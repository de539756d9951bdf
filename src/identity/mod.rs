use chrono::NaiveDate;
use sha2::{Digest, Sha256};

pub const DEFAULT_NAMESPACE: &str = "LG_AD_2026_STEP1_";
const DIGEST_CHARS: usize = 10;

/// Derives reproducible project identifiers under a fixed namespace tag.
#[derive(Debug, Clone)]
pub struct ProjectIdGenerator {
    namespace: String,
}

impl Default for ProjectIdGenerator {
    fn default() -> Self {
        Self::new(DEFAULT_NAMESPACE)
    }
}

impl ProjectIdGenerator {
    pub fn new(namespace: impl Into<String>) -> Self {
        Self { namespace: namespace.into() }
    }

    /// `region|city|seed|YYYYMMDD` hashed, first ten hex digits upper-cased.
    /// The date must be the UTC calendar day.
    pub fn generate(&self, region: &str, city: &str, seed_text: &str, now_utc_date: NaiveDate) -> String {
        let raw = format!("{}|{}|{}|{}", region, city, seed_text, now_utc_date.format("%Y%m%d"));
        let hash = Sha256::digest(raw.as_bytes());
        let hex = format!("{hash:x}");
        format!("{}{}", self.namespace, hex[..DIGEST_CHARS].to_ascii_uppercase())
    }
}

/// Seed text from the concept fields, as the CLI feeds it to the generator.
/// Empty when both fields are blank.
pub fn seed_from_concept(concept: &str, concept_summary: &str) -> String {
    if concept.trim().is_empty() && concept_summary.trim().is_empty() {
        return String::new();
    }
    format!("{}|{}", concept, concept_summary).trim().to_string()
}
...
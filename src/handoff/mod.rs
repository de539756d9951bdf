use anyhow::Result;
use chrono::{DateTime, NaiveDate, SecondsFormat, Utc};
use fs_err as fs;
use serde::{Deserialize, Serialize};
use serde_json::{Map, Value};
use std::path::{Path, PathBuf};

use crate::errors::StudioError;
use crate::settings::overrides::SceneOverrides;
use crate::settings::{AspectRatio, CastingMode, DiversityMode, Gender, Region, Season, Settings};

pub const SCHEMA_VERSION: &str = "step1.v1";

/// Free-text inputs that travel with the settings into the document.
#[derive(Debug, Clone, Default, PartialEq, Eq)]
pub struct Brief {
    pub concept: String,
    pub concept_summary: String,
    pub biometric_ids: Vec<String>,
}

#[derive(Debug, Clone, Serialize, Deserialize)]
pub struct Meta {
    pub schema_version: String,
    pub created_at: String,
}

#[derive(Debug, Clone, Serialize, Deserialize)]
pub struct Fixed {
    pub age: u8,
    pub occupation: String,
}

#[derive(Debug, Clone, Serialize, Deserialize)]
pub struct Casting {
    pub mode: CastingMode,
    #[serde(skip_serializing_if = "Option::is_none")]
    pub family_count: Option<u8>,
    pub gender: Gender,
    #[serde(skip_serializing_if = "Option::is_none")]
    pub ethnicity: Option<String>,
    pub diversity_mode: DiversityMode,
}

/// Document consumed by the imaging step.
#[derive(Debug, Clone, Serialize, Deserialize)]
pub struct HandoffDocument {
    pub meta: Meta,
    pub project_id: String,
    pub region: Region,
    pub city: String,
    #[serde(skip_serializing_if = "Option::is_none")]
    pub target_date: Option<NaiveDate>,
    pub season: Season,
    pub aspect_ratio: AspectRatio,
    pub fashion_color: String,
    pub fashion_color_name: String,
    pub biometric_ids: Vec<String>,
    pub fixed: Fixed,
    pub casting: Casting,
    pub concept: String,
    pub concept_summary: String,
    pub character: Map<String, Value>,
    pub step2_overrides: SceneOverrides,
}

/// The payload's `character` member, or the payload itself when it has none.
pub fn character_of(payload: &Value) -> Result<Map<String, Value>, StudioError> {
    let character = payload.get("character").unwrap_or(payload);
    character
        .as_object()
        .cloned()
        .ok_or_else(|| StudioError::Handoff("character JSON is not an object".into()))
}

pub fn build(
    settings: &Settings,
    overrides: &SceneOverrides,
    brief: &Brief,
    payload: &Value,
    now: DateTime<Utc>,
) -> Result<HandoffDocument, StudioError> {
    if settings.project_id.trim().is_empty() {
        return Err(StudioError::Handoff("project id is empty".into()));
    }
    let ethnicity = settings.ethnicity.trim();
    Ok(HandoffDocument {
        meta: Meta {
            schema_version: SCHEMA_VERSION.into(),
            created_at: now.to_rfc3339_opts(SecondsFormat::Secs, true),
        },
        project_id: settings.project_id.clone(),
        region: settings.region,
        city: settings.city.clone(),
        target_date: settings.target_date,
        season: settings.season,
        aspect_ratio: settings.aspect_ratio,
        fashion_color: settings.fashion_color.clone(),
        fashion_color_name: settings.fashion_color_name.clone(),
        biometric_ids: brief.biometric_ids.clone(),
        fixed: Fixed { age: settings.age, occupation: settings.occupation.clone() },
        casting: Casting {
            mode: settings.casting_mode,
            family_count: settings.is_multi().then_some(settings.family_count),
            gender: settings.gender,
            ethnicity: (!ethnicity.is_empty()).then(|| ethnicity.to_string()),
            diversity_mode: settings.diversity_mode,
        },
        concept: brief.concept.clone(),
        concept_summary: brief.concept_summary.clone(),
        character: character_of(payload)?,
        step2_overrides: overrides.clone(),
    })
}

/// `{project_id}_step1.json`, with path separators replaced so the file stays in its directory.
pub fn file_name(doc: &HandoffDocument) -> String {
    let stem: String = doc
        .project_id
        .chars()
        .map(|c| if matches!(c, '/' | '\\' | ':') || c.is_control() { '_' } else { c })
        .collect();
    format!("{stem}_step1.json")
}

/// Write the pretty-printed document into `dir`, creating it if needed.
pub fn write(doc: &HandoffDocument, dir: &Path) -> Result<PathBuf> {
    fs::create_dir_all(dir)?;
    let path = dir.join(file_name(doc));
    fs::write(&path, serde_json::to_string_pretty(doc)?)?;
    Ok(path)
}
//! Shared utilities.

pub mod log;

TASK BRIEF:
All lines with the word "struct" are needed; pull them from the entries and copy each.

SOLVED PROBLEM:
pub struct ProjectIdGenerator {
pub struct Brief {
pub struct Meta {
pub struct Fixed {
pub struct Casting {
pub struct HandoffDocument {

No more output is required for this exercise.